Sie sind bereits Klassiker: Peter Handkes Wunschloses Unglück, Thomas Bernhards Frost, Anna Mitgutschs Züchtigung, Josef Winklers Muttersprache oder Norbert Gstreins Register. Allesamt sind es mehr oder weniger authentische Geschichten rund um die Sozialisation in der österreichischen Provinz der Nachkriegszeit. Kindheit und Jugend am Land ist ein literarischer Topos, der in Österreich seit Jahrzehnten Konjunktur feiert, vielleicht oder wahrscheinlich weil die einzigartige Mischung aus Archaischem und Katholizismen in der ländlichen Bevölkerung außergewöhnliche Blüten treibt. Als überaus interessanter Neuzugang zu diesem Genre ist nun Peter Truschners Erstling Schlangenkind im Wiener Paul Zsolnay Verlag erschienen.

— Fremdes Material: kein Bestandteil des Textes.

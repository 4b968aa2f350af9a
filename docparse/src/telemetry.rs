//! Telemetry initialization: `tracing` fmt output plus optional OpenTelemetry export.
//!
//! OTLP export is **disabled by default** and must be explicitly enabled via the
//! `enable_otel_export` configuration flag. When enabled, the exporter is configured through the
//! standard OpenTelemetry environment variables:
//!
//! - `OTEL_EXPORTER_OTLP_ENDPOINT` - The OTLP endpoint URL
//! - `OTEL_EXPORTER_OTLP_PROTOCOL` - Protocol (http/protobuf, http/json)
//! - `OTEL_EXPORTER_OTLP_HEADERS` - Headers as comma-separated key=value pairs, `%20` decoded to a space
//! - `OTEL_SERVICE_NAME` - Service name for resource identification
//!
//! Log verbosity follows `RUST_LOG` and defaults to `info`.

use opentelemetry::KeyValue;
use opentelemetry::trace::TracerProvider as _;
use opentelemetry_otlp::{Protocol, WithExportConfig, WithHttpConfig};
use opentelemetry_sdk::trace::SdkTracerProvider;
use std::collections::HashMap;
use std::sync::OnceLock;
use tracing::info;
use tracing_subscriber::EnvFilter;
use tracing_subscriber::layer::SubscriberExt;
use tracing_subscriber::util::SubscriberInitExt;

/// Kept so spans can be flushed on shutdown; tracing-opentelemetry only holds the tracer.
static TRACER_PROVIDER: OnceLock<SdkTracerProvider> = OnceLock::new();

/// Initialize tracing with optional OpenTelemetry support.
///
/// If OTLP setup fails the subscriber is still installed with console output only.
pub fn init_telemetry(enable_otel_export: bool) -> anyhow::Result<()> {
    let env_filter = EnvFilter::try_from_default_env().unwrap_or_else(|_| EnvFilter::new("info"));

    if !enable_otel_export {
        tracing_subscriber::registry()
            .with(env_filter)
            .with(tracing_subscriber::fmt::layer())
            .try_init()?;

        info!("Telemetry initialized (OTLP export disabled)");
        return Ok(());
    }

    match create_otlp_tracer() {
        Ok(tracer) => {
            tracing_subscriber::registry()
                .with(env_filter)
                .with(tracing_subscriber::fmt::layer())
                .with(tracing_opentelemetry::layer().with_tracer(tracer))
                .try_init()?;

            info!("Telemetry initialized with OTLP export enabled");
        }
        Err(e) => {
            tracing_subscriber::registry()
                .with(env_filter)
                .with(tracing_subscriber::fmt::layer())
                .try_init()?;

            info!("Telemetry initialized without OTLP export: {}", e);
        }
    }

    Ok(())
}

/// Parse `OTEL_EXPORTER_OTLP_HEADERS` style `key=value,key2=value2` pairs.
fn parse_otlp_headers(raw: &str) -> HashMap<String, String> {
    raw.replace("%20", " ")
        .split(',')
        .filter_map(|pair| pair.split_once('='))
        .map(|(key, value)| (key.trim().to_string(), value.trim().to_string()))
        .filter(|(key, _)| !key.is_empty())
        .collect()
}

fn create_otlp_tracer() -> anyhow::Result<opentelemetry_sdk::trace::Tracer> {
    let service_name = std::env::var("OTEL_SERVICE_NAME").unwrap_or_else(|_| "docparse".to_string());
    let endpoint = std::env::var("OTEL_EXPORTER_OTLP_ENDPOINT").unwrap_or_else(|_| "http://localhost:4318".to_string());

    let headers = std::env::var("OTEL_EXPORTER_OTLP_HEADERS")
        .map(|raw| parse_otlp_headers(&raw))
        .unwrap_or_default();

    let protocol = match std::env::var("OTEL_EXPORTER_OTLP_PROTOCOL").as_deref().unwrap_or("http/protobuf") {
        "http/json" => Protocol::HttpJson,
        _ => Protocol::HttpBinary,
    };

    let exporter = opentelemetry_otlp::SpanExporter::builder()
        .with_http()
        .with_endpoint(&endpoint)
        .with_protocol(protocol)
        .with_headers(headers)
        .build()?;

    let tracer_provider = SdkTracerProvider::builder()
        .with_batch_exporter(exporter)
        .with_resource(
            opentelemetry_sdk::Resource::builder()
                .with_attribute(KeyValue::new("service.name", service_name.clone()))
                .build(),
        )
        .build();

    let tracer = tracer_provider.tracer(service_name);
    let _ = TRACER_PROVIDER.set(tracer_provider);

    Ok(tracer)
}

/// Flush and shut down the tracer provider, if OTLP export was set up.
pub fn shutdown_telemetry() {
    if let Some(provider) = TRACER_PROVIDER.get()
        && let Err(e) = provider.shutdown()
    {
        tracing::error!("Failed to shutdown tracer provider: {}", e);
    }
}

Schon der Klappentext zitiert keinen Geringeren als Peter Turrini, der in derselben Kärntner Ortschaft groß wurde, die neben Salzburg der Hauptschauplatz des vorliegenden Romans ist. Truschners autobiographisches Ich wächst in den siebziger Jahren auf dem Bauernhof seiner Großeltern auf, nachdem die Mutter – nach der Scheidung von ihrem Ehemann-Zuhälter und Vater ihres Kindes – ihr Glück in der Stadt (Salzburg) suchte. Seine Kindheit ist geprägt von einem Großvater, der durch den Krieg ging und dessen raue Sitten auf seine Ehe und Familie übertragen hat. Eines der ironischen Details dieses Romans: Nur beim „Mensch ärgere dich nicht“-Spiel gesteht er der Großmutter einen Sieg zu, in der Gewissheit, dass sie ansonsten in allen Lagen haushoch unterlegen ist. Nichtsdestotrotz scheint der Enkelsohn den lethargisch-jähzornigen Großvater zu mögen, während die Tochter ihm gegenüber aufgrund ihrer um vieles drastischeren Kindheitserlebnisse ihrem Vater gegenüber nur Hassgefühle aufbringt.

Die Großmutter ist das eigentliche Opfer der Geschehnisse. Ständig den Grobheiten und der Ignoranz ihres Peinigers ausgesetzt, bürgte der Enkelsohn zumindest für eine emotional positiv besetzte Nische in ihrem Leben. Als die Tochter nach 12 Jahren ihr Mutterrecht einfordert, bleibt die Großmutter allein in den Ruinen ihres Daseins zurück und stirbt nach jahrelangem qualvollem Siechtum. Der Abschnitt, wo Truschner mit Härte seine eigenen Versäumnisse rund um das Ableben seiner Großmutter beschreibt, gehört zu den besten Passagen dieses Romans.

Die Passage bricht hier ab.